ACTIVITY -
Every line of the following records that includes "Duration" should be copied.

◆ ◆ ◆ ◆ ◆ ◆ ◆

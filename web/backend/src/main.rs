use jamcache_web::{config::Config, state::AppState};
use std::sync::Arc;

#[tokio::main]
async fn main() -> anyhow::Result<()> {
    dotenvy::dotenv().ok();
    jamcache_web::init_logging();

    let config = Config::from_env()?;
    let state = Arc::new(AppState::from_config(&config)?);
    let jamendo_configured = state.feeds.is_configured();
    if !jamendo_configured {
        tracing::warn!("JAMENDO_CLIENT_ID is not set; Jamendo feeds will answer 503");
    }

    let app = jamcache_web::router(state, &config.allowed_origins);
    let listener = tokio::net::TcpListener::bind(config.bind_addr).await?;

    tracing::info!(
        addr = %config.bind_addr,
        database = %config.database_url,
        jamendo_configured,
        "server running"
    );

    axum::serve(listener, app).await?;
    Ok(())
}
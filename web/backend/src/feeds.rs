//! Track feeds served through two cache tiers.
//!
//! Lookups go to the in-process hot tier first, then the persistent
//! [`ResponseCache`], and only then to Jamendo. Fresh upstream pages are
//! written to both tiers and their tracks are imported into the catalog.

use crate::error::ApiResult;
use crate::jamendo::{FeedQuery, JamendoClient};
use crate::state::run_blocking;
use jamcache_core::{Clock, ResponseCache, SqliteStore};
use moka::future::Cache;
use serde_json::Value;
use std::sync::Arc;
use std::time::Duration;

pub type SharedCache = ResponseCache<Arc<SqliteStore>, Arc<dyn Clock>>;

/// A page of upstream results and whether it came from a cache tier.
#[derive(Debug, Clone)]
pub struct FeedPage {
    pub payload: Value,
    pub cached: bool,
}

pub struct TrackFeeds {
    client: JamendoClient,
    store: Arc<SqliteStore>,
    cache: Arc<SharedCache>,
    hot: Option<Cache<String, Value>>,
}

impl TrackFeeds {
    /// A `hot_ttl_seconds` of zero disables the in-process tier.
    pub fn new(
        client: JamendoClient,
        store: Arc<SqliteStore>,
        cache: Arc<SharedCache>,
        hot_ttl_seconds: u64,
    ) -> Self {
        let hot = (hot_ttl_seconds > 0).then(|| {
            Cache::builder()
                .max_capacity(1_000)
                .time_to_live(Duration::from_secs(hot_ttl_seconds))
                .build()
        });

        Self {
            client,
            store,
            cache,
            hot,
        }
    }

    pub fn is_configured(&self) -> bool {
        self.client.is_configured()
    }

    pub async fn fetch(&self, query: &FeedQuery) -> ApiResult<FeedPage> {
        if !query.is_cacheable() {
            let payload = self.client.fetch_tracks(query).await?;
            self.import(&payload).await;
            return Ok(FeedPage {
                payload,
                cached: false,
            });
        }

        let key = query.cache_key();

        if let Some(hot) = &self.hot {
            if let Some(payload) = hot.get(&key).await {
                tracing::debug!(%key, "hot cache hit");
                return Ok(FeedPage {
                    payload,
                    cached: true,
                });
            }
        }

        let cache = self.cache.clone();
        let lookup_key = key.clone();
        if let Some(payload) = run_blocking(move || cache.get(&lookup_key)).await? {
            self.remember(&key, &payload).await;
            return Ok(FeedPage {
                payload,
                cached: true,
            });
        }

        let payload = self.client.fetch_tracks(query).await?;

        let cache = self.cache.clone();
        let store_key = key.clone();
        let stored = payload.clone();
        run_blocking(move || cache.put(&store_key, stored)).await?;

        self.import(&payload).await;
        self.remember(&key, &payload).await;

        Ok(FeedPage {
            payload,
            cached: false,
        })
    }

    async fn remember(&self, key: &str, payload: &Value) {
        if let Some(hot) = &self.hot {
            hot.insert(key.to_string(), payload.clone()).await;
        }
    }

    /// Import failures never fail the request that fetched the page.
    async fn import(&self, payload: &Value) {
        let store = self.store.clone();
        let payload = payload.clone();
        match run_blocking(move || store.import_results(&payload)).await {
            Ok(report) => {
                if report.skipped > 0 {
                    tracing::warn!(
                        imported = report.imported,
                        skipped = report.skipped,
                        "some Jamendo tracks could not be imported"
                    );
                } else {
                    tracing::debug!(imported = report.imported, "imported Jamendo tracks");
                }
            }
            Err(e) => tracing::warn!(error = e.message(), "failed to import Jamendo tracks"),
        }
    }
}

◆ ◆ ◆ ◆ ◆ ◆ ◆

RESULT BELOW -
use std::time::Duration;
                .time_to_live(Duration::from_secs(hot_ttl_seconds))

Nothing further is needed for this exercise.